Monday, 28 February 2011

Where did all the music come from?


Weeks can go by when there isn’t a single classical music concert that really grabs my attention. Then suddenly there are so many that difficult choices have to be made. March is going to be one of those months. There are top orchestras, big names, great music, and sometimes a combination of all three, on offer.

The choice at the Bozar in Brussels this week includes the world-renowned Budapest Festival Orchestra, which is acting as a cultural flagship during Hungary’s EU presidency. For a different Hungarian flavour, there’s also an evening of Liszt’s music and words focusing on his musical settings of poets as well as his own writing.

Another name to jump out of the March offerings is Russian violinist Vadim Repin, who in 1989 became the youngest-ever winner of the Queen Elisabeth Competition in Brussels. He’s playing Sibelius’s violin concerto this Friday and then Grieg, Elgar and Franck sonatas later in the month.

Always keen to hear chamber music, I noticed that there are two well-known quartets playing in Belgium this month: the Pavel Haas quartet in Ghent and the Hagen Quartett in Brussels.

And this selection doesn’t even include the Bozar gala concerts, whose programmes always have big musical names. The March concert boasts Antonio Pappano conducting the Orchestra dell' Accademia Nazionale di Santa Cecilia in Mahler’s Symphony No. 1 and Boris Berezovsky playing Liszt’s concerto for piano and orchestra No. 1. The only downside to this series is the number of “VIPs” who are there as much for the networking as the music (cue more chatter, coughing and mobile phones than usual).

While the Bozar is the venue for a large proportion of the classical music concerts in Brussels, there are of course other places and a good selection can be found here. That said, when there’s a bumper crop of offerings like there is in March, the incentive to go hunting elsewhere is limited.

Wednesday, 23 February 2011

Only When I Dance: Rio Teenagers Pursue Their Dreams


Only when I dance is a documentary that follows two teenagers from rough, working class areas of Rio de Janiero striving to attain their dream of becoming professional ballet dancers - unsurprisingly it has been dubbed the Brazilian Billy Elliot. I enjoyed Billy Elliot; I loved Only when I dance.
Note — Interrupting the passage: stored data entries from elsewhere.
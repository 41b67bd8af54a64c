// ABOUTME: Environment-based configuration for the bridge boundary
// ABOUTME: Owns the presentation handoff timeout policy
//
// SPDX-License-Identifier: MIT OR Apache-2.0
// Copyright (c) 2025 Workoutkit Bridge Project

//! Bridge configuration.
//!
//! The composition core is pure and takes no configuration; everything
//! here governs the boundary around it. Values load from environment
//! variables with conservative defaults.

use std::env;
use std::time::Duration;

use crate::logging::LoggingConfig;

/// Environment variable bounding the presentation handoff, in milliseconds.
/// Unset or `0` means the boundary awaits presentation without a limit.
pub const ENV_PRESENTATION_TIMEOUT_MS: &str = "WORKOUTKIT_PRESENTATION_TIMEOUT_MS";

/// Boundary configuration for the bridge handler
#[derive(Debug, Clone, Default)]
pub struct BridgeConfig {
    /// Upper bound on the presentation handoff, if any
    pub presentation_timeout: Option<Duration>,
    /// Logging settings for the embedder to install at startup
    pub logging: LoggingConfig,
}

impl BridgeConfig {
    /// Load configuration from environment variables
    #[must_use]
    pub fn from_env() -> Self {
        let presentation_timeout = env::var(ENV_PRESENTATION_TIMEOUT_MS)
            .ok()
            .and_then(|raw| raw.parse::<u64>().ok())
            .filter(|ms| *ms > 0)
            .map(Duration::from_millis);

        Self {
            presentation_timeout,
            logging: LoggingConfig::from_env(),
        }
    }

    /// Bound the presentation handoff
    #[must_use]
    pub fn with_presentation_timeout(mut self, limit: Duration) -> Self {
        self.presentation_timeout = Some(limit);
        self
    }
}

#[cfg(test)]
mod tests {
    use super::*;

    #[test]
    fn test_default_has_no_timeout() {
        assert_eq!(BridgeConfig::default().presentation_timeout, None);
    }

    #[test]
    fn test_with_presentation_timeout() {
        let config = BridgeConfig::default().with_presentation_timeout(Duration::from_secs(5));
        assert_eq!(
            config.presentation_timeout,
            Some(Duration::from_secs(5))
        );
    }
}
The key to the film’s appeal lies in its two stars, 18 year-old Irlan Santos da Silva and 17 year-old Isabela Coracy. Director Beadie Finzi chose to follow these two dancers not because she could somehow tell where their lives were going to lead, but because of their personalities. 

Speaking in Brussels yesterday evening, Finzi explained how she was immediately drawn to these two particular dancers and could tell from their body language that it was going to work well. True, Finzi knew these two had a lot of potential to succeed in the world of dance, but so did other students. She chose Irlan and Isabela because she could sense their magnetism and warmth - worthwhile characteristics not just for the film, but also because Finzi and her crew were going to spend a year, on and off, with the two dancers and their families, filming the ups and downs of their lives.

Both dancers attended the Centro de Dança Rio, a school set up by former Brazilian ballerina Mariza Estrella in order to give the next generation a chance to succeed in a city where too many young people succumb to the easy temptation of drugs and crime. Mariza acts as the link between the poor neighbourhoods of Rio and the bright lights of New York and other western cities where the young dancers dream of working.

On the one hand the stories of Irlan, who lived with his family in Rio de Janiero’s most violent favela, the Complexo do Alemão, and Isabela, from a poor neighbourhood on the outskirts of Rio, are a million miles away from those of us watching the film yesterday in Brussels. That was part of the documentary’s appeal, an insight into another world, another way of living.

Yet for all the differences, the story had universal appeal because it was a tale of two children striving to realise their dreams and their parents doing everything within their means to help them. The human emotions, real warmth and sense of truth in the film were what made it. It was impossible not to be moved by the film. And because it was a film about real people and real lives, it was all the more compelling.

Of course a documentary chooses to include only certain elements of the characters’ lives and leave out others, to follow one particular narrative more closely and leave another undeveloped. These are the essential choices made during production in order to condense the real lives of two families filmed over a year into a work lasting less than an hour and a half. I accept that a documentary uses techniques that you find in a fictional film, but for me there’s something about the truth and the reality of a documentary that I find irresistible and inspiring. Only when I dance certainly fell into that category.

The Brussels screening of Only when I dance was organised by the United Nations Regional Information Centre for Western Europe.